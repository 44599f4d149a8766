//! Spatial pooling turns each input into a sparse set of active columns.
//!
//! - Phase 1 computes every column's overlap with the input (or copies the input bits directly in a
//!   hardcoded region).
//! - Phase 2 lets columns compete locally: a column with a positive overlap wins iff its overlap
//!   reaches the k-th highest overlap among its inhibition neighbors, k = `desired_local_activity`.
//! - Phase 3 (only with spatial learning) reinforces the proximal synapses of the winners, updates
//!   every column's duty cycles and boost, and recomputes the inhibition radius from the average
//!   receptive field size.
//!
//! Proximal wiring happens once, at construction. Each column samples unique input positions
//! around its center and gives them a gaussian permanence around the connected threshold, scaled
//! down with distance from the center.

use super::{region::Region, synapses::SynapseSource, temporal_pooler::fan_out};
use rand::{seq::IndexedRandom, Rng};

impl Region {
    /// Wires every column's proximal segment and derives the inhibition parameters.
    pub(crate) fn wire_proximal_synapses<R: Rng>(&mut self, rng: &mut R) {
        let params = &self.params;
        let config = &params.config;
        let num_inputs = self.input_topology.len();

        self.input_radius = params.input_radius();
        self.synapses_per_segment = params.proximal_synapses_per_segment();
        self.min_overlap = self.synapses_per_segment as f32 * params.pct_min_overlap;

        let input_radius = self.input_radius.round() as usize;
        let longer_side = params.input_width.max(params.input_height) as f32;
        let options = config.permanence;

        for column in self.columns.iter_mut() {
            let positions: Vec<usize> = if params.locality_radius > 0 {
                let (xs, ys) = self.input_topology.bounds(column.ix, column.iy, input_radius);
                ys.flat_map(|y| xs.clone().map(move |x| (x, y)))
                    .map(|(x, y)| self.input_topology.index_from_coordinates(x, y))
                    .collect()
            } else {
                (0..num_inputs).collect()
            };

            let count = self.synapses_per_segment.min(positions.len());
            let chosen: Vec<usize> = positions.choose_multiple(rng, count).copied().collect();

            for input in chosen {
                let permanence = if config.full_default_spatial_permanence {
                    1.0
                } else {
                    let (x, y) = self.input_topology.coordinates(input);
                    let dx = column.ix as f32 - x as f32;
                    let dy = column.iy as f32 - y as f32;
                    let distance = (dx * dx + dy * dy).sqrt();
                    let ex = distance / (longer_side * config.rad_bias_std_dev);
                    let locality_bias = (config.rad_bias_peak / 0.4) * (-(ex * ex) / 2.0).exp();

                    let permanence = (options.connected + options.increment * gaussian(rng)).max(0.0);
                    (permanence * locality_bias).clamp(options.min, options.max)
                };

                column.proximal.create_synapse(SynapseSource::Input(input), permanence);
            }
        }

        self.inhibition_radius = self.average_receptive_field_size();

        let local_activity = if params.locality_radius == 0 {
            self.inhibition_radius * params.pct_local_activity
        } else {
            (params.locality_radius * params.locality_radius) as f32 * params.pct_local_activity
        };
        self.desired_local_activity = (local_activity.round() as usize).max(2);
    }

    /// Runs the three spatial pooling phases.
    pub fn perform_spatial_pooling(&mut self) {
        if self.params.is_hardcoded() {
            let input = self.activity.input();
            for column in self.columns.iter_mut() {
                column.is_active = input[column.index];
            }
            return;
        }

        let connected = self.params.config.permanence.connected;
        let min_overlap = self.min_overlap;
        let activity = &self.activity;
        fan_out(&mut self.columns, self.params.scheduler, |column| {
            column.compute_overlap(activity, min_overlap, connected)
        });

        let winners: Vec<bool> = (0..self.columns.len())
            .map(|i| {
                let overlap = self.columns[i].overlap;
                overlap > 0 && overlap >= self.kth_score(i, self.desired_local_activity)
            })
            .collect();

        for (column, winner) in self.columns.iter_mut().zip(winners) {
            column.is_active = winner;
        }

        if !self.params.spatial_learning {
            return;
        }

        let config = &self.params.config;
        let activity = &self.activity;
        for column in self.columns.iter_mut().filter(|column| column.is_active) {
            column.update_permanences(activity, config);
        }

        let radius = self.neighbor_radius();
        let max_duty: Vec<f32> = (0..self.columns.len())
            .map(|i| {
                self.topology
                    .neighborhood(i, radius)
                    .map(|j| self.columns[j].active_duty_cycle)
                    .fold(0.0, f32::max)
            })
            .collect();

        let min_overlap = self.min_overlap;
        for (column, max_duty) in self.columns.iter_mut().zip(max_duty) {
            column.perform_boosting(max_duty, min_overlap, config);
        }

        self.inhibition_radius = self.average_receptive_field_size();
    }

    /// The k-th highest overlap among the inhibition neighbors of column `index`.
    pub fn kth_score(&self, index: usize, k: usize) -> usize {
        let mut overlaps: Vec<usize> = self
            .topology
            .neighborhood(index, self.neighbor_radius())
            .map(|j| self.columns[j].overlap)
            .collect();
        overlaps.sort_unstable();

        let len = overlaps.len();
        overlaps[len.saturating_sub(k).min(len - 1)]
    }

    /// Mean distance, in column grid units, between each column's center and the input positions
    /// of its connected proximal synapses. 0 if no synapse is connected.
    pub fn average_receptive_field_size(&self) -> f32 {
        let connected = self.params.config.permanence.connected;
        let space = if self.x_space > 0.0 { self.x_space } else { 1.0 };

        let mut sum = 0.0f64;
        let mut n = 0usize;

        for column in &self.columns {
            for syn in &column.proximal.synapses {
                let SynapseSource::Input(input) = syn.source else {
                    continue;
                };
                if syn.permanence < connected {
                    continue;
                }

                let (x, y) = self.input_topology.coordinates(input);
                let dx = column.ix as f64 - x as f64;
                let dy = column.iy as f64 - y as f64;
                sum += (dx * dx + dy * dy).sqrt() / space as f64;
                n += 1;
            }
        }

        if n == 0 {
            0.0
        } else {
            (sum / n as f64) as f32
        }
    }

    /// Neighborhood radius used for inhibition and boosting. Always includes the direct neighbors.
    #[inline]
    fn neighbor_radius(&self) -> usize {
        (self.inhibition_radius.round() as usize).max(1)
    }
}

/// A standard normal sample using the Box-Muller transform.
fn gaussian<R: Rng>(rng: &mut R) -> f32 {
    let u1: f32 = rng.random::<f32>().max(f32::MIN_POSITIVE);
    let u2: f32 = rng.random();

    (-2.0 * u1.ln()).sqrt() * (2.0 * std::f32::consts::PI * u2).cos()
}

# Task brief:
Show every line of the listing containing the string "positions" by copying it.

# Solved exercise:
//! Proximal wiring happens once, at construction. Each column samples unique input positions
            let positions: Vec<usize> = if params.locality_radius > 0 {
            let count = self.synapses_per_segment.min(positions.len());
            let chosen: Vec<usize> = positions.choose_multiple(rng, count).copied().collect();
    /// Mean distance, in column grid units, between each column's center and the input positions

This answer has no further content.